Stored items
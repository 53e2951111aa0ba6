mod properties {
  use layout_geom_core::analysis::{find_intersections, find_narrow_spacing, find_sharp_angles};
  use layout_geom_core::geometry::{segment_intersection, Point, Polygon, Rectangle};
  use layout_geom_core::index::{Entry, Quadtree, QuadtreeConfig, SpatialIndex};

  use test_strategy::proptest;

  fn rect_from(x: i8, y: i8, w: u8, h: u8) -> Rectangle {
    Rectangle::new(x as f64, y as f64, 1.0 + w as f64, 1.0 + h as f64)
  }

  #[proptest]
  fn rectangle_intersects_is_symmetric(x1: i8, y1: i8, w1: u8, h1: u8, x2: i8, y2: i8, w2: u8, h2: u8) {
    let a = rect_from(x1, y1, w1, h1);
    let b = rect_from(x2, y2, w2, h2);
    assert_eq!(a.intersects(&b), b.intersects(&a));
  }

  #[proptest]
  fn rectangle_distance_is_symmetric(x1: i8, y1: i8, w1: u8, h1: u8, x2: i8, y2: i8, w2: u8, h2: u8) {
    let a = rect_from(x1, y1, w1, h1);
    let b = rect_from(x2, y2, w2, h2);
    assert_eq!(a.distance_to(&b), b.distance_to(&a));
  }

  #[proptest]
  fn rectangle_distance_zero_iff_intersects(x1: i8, y1: i8, w1: u8, h1: u8, x2: i8, y2: i8, w2: u8, h2: u8) {
    let a = rect_from(x1, y1, w1, h1);
    let b = rect_from(x2, y2, w2, h2);
    assert_eq!(a.distance_to(&b) == 0.0, a.intersects(&b));
  }

  #[proptest]
  fn bounding_box_is_idempotent(x1: i8, y1: i8, x2: i8, y2: i8, x3: i8, y3: i8) {
    let p = Polygon::new(
      1,
      vec![
        Point::new(x1 as f64, y1 as f64),
        Point::new(x2 as f64, y2 as f64),
        Point::new(x3 as f64, y3 as f64),
      ],
    );
    assert_eq!(p.bounding_rect(), p.bounding_rect());
  }

  #[proptest]
  fn segment_intersection_is_symmetric(ax: i8, ay: i8, bx: i8, by: i8, cx: i8, cy: i8, dx: i8, dy: i8) {
    let (a, b, c, d) = (
      Point::new(ax as f64, ay as f64),
      Point::new(bx as f64, by as f64),
      Point::new(cx as f64, cy as f64),
      Point::new(dx as f64, dy as f64),
    );
    let forward = segment_intersection(&a, &b, &c, &d);
    let backward = segment_intersection(&c, &d, &a, &b);
    assert_eq!(forward.point().is_some(), backward.point().is_some());
    if let (Some(p), Some(q)) = (forward.point(), backward.point()) {
      assert!(p.approx_eq(&q));
    }
  }

  fn non_degenerate_triangle(ax: i8, ay: i8, bx: i8, by: i8, cx: i8, cy: i8) -> Option<Polygon> {
    let p = Polygon::new(
      1,
      vec![
        Point::new(ax as f64, ay as f64),
        Point::new(bx as f64, by as f64),
        Point::new(cx as f64, cy as f64),
      ],
    );
    if p.area() > 1.0 {
      Some(p)
    } else {
      None
    }
  }

  #[proptest]
  fn angle_sum_matches_n_minus_2_times_180(ax: i8, ay: i8, bx: i8, by: i8, cx: i8, cy: i8) {
    if let Some(p) = non_degenerate_triangle(ax, ay, bx, by, cx, cy) {
      let sum: f64 = (0..p.vertex_count()).filter_map(|i| p.vertex_angle(i)).sum();
      assert!((sum - 180.0).abs() < 1e-6, "sum = {sum}");
    }
  }

  #[proptest]
  fn sharp_angle_soundness(ax: i8, ay: i8, bx: i8, by: i8, cx: i8, cy: i8) {
    if let Some(p) = non_degenerate_triangle(ax, ay, bx, by, cx, cy) {
      for record in find_sharp_angles(&[p.clone()], 60.0) {
        let angle = p.vertex_angle(record.vertex_index).unwrap();
        assert!(angle > 0.0 && angle < 60.0);
        assert_eq!(angle, record.angle_degrees);
      }
    }
  }

  fn world_index(entries: &[(u64, Rectangle)]) -> Quadtree<u64> {
    let world = Rectangle::new(-1000.0, -1000.0, 2000.0, 2000.0);
    let index: Quadtree<u64> = Quadtree::new(world, QuadtreeConfig::default()).unwrap();
    for &(id, bounds) in entries {
      index.insert(Entry::new(bounds, id));
    }
    index
  }

  #[proptest]
  fn index_round_trip(x: i16, y: i16, w: u8, h: u8) {
    let world = Rectangle::new(-10_000.0, -10_000.0, 20_000.0, 20_000.0);
    let index: Quadtree<u64> = Quadtree::new(world, QuadtreeConfig::default()).unwrap();
    let bounds = Rectangle::new(x as f64, y as f64, 1.0 + w as f64, 1.0 + h as f64);
    let entry = Entry::new(bounds, 1u64);
    assert!(index.insert(entry));
    assert!(index.query_range(&bounds).iter().any(|e| e.payload == 1));
    assert!(index.remove(1));
    assert!(!index.query_range(&bounds).iter().any(|e| e.payload == 1));
  }

  #[proptest]
  fn narrow_spacing_soundness(x1: i8, y1: i8, x2: i8, y2: i8) {
    let r1 = Rectangle::new(x1 as f64, y1 as f64, 5.0, 5.0);
    let r2 = Rectangle::new(x2 as f64, y2 as f64, 5.0, 5.0);
    let mk = |id, r: Rectangle| {
      Polygon::new(
        id,
        vec![
          Point::new(r.min_x(), r.min_y()),
          Point::new(r.max_x(), r.min_y()),
          Point::new(r.max_x(), r.max_y()),
          Point::new(r.min_x(), r.max_y()),
        ],
      )
    };
    let polygons = [mk(1, r1), mk(2, r2)];
    let threshold = 2.0;
    let index = world_index(&[
      (1, polygons[0].bounding_rect().expand(threshold)),
      (2, polygons[1].bounding_rect().expand(threshold)),
    ]);
    for record in find_narrow_spacing(&polygons, threshold, &index) {
      assert!(record.distance < threshold);
    }
  }

  /// Over any small collection of polygons, the index-pruned intersection
  /// search reports exactly the pairs a brute-force O(m^2) scan would, under
  /// the same adjacency rule.
  #[proptest]
  fn intersection_soundness_and_completeness(ax: i8, ay: i8, bx: i8, by: i8, cx: i8, cy: i8, dx: i8, dy: i8) {
    let p = Polygon::new(
      1,
      vec![
        Point::new(ax as f64, ay as f64),
        Point::new(bx as f64, by as f64),
        Point::new(cx as f64, cy as f64),
        Point::new(dx as f64, dy as f64),
      ],
    );
    let world = Rectangle::new(-1000.0, -1000.0, 2000.0, 2000.0);
    let index: Quadtree<_> = Quadtree::new(world, QuadtreeConfig::default()).unwrap();
    for e in p.edges() {
      let seg = e.as_segment();
      index.insert(Entry::new(Rectangle::bounding(&[seg.start, seg.end]), e.id()));
    }

    let indexed: std::collections::HashSet<_> = find_intersections(&[p.clone()], false, &index)
      .into_iter()
      .map(|r| (r.edge_index_1.min(r.edge_index_2), r.edge_index_1.max(r.edge_index_2)))
      .collect();

    let n = p.vertex_count() as u32;
    let edges: Vec<_> = p.edges().collect();
    let mut brute_force = std::collections::HashSet::new();
    for i in 0..edges.len() {
      for j in (i + 1)..edges.len() {
        let diff = (j as u32).abs_diff(i as u32);
        if diff == 1 || diff == n - 1 {
          continue;
        }
        let s1 = edges[i].as_segment();
        let s2 = edges[j].as_segment();
        if segment_intersection(&s1.start, &s1.end, &s2.start, &s2.end).is_proper() {
          brute_force.insert((i as u32, j as u32));
        }
      }
    }
    assert_eq!(indexed, brute_force);

    let with_touching = find_intersections(&[p.clone()], true, &index);
    let without_touching = find_intersections(&[p], false, &index);
    assert!(with_touching.len() >= without_touching.len());
  }
}
//! A geometry kernel, a set of spatial indices, and a handful of
//! manufacturability analyses for two-dimensional IC layout data.
//!
//! The kernel (see [`geometry`]) works exclusively in `f64`; there is no
//! exact-arithmetic backend. Every predicate is tolerant to [`EPSILON`], and
//! [`GeometryError`] is reserved for programming errors (malformed indices,
//! out-of-range configuration) rather than for degenerate geometric input,
//! which the kernel absorbs via sentinel values instead of failing.

pub mod analysis;
pub mod geometry;
pub mod index;

/// The tolerance used throughout the crate for treating nearly-equal floats,
/// nearly-zero cross products, and nearly-coincident points as equal.
///
/// Chosen to comfortably exceed the rounding error of a handful of `f64`
/// operations on coordinates in the 10^6-ish range typical of IC layouts,
/// while staying far below any spacing a real design rule would care about.
pub const EPSILON: f64 = 1e-10;

/// A programming error: malformed configuration or an invariant violation
/// that the caller is expected to fix rather than recover from at runtime.
///
/// This is distinct from degenerate geometric input (handled via sentinel
/// return values, not errors) and from rejected mutations (handled via a
/// `bool` acknowledgement). See the crate's error-handling design notes.
#[derive(Debug, Clone, Copy, PartialEq, Eq)]
pub enum GeometryError {
  /// A spatial index's world-bounding rectangle had non-positive width or height.
  InvalidBounds,
  /// A configuration value (e.g. node capacity, max depth, `min`/`max`
  /// entries) was outside the range the index requires to function.
  InvalidConfig {
    field: &'static str,
  },
  /// A query or construction was given fewer points than the operation requires.
  InsufficientPoints,
}

impl std::fmt::Display for GeometryError {
  fn fmt(&self, f: &mut std::fmt::Formatter<'_>) -> std::fmt::Result {
    match self {
      GeometryError::InvalidBounds => write!(f, "index bounds must have positive width and height"),
      GeometryError::InvalidConfig { field } => write!(f, "invalid configuration field: {field}"),
      GeometryError::InsufficientPoints => write!(f, "operation requires more points than were given"),
    }
  }
}

impl std::error::Error for GeometryError {}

> _Required work_: What is needed is an exact copy of the entries from their first line down to the line with "fn rect_from(x: i8, y: i8, w: u8, h: u8)", that line included, and nothing beyond it.

> _Answer box_:
repository 53e2951111aa0ba6
mod properties {
  use layout_geom_core::analysis::{find_intersections, find_narrow_spacing, find_sharp_angles};
  use layout_geom_core::geometry::{segment_intersection, Point, Polygon, Rectangle};
  use layout_geom_core::index::{Entry, Quadtree, QuadtreeConfig, SpatialIndex};

  use test_strategy::proptest;

  fn rect_from(x: i8, y: i8, w: u8, h: u8) -> Rectangle {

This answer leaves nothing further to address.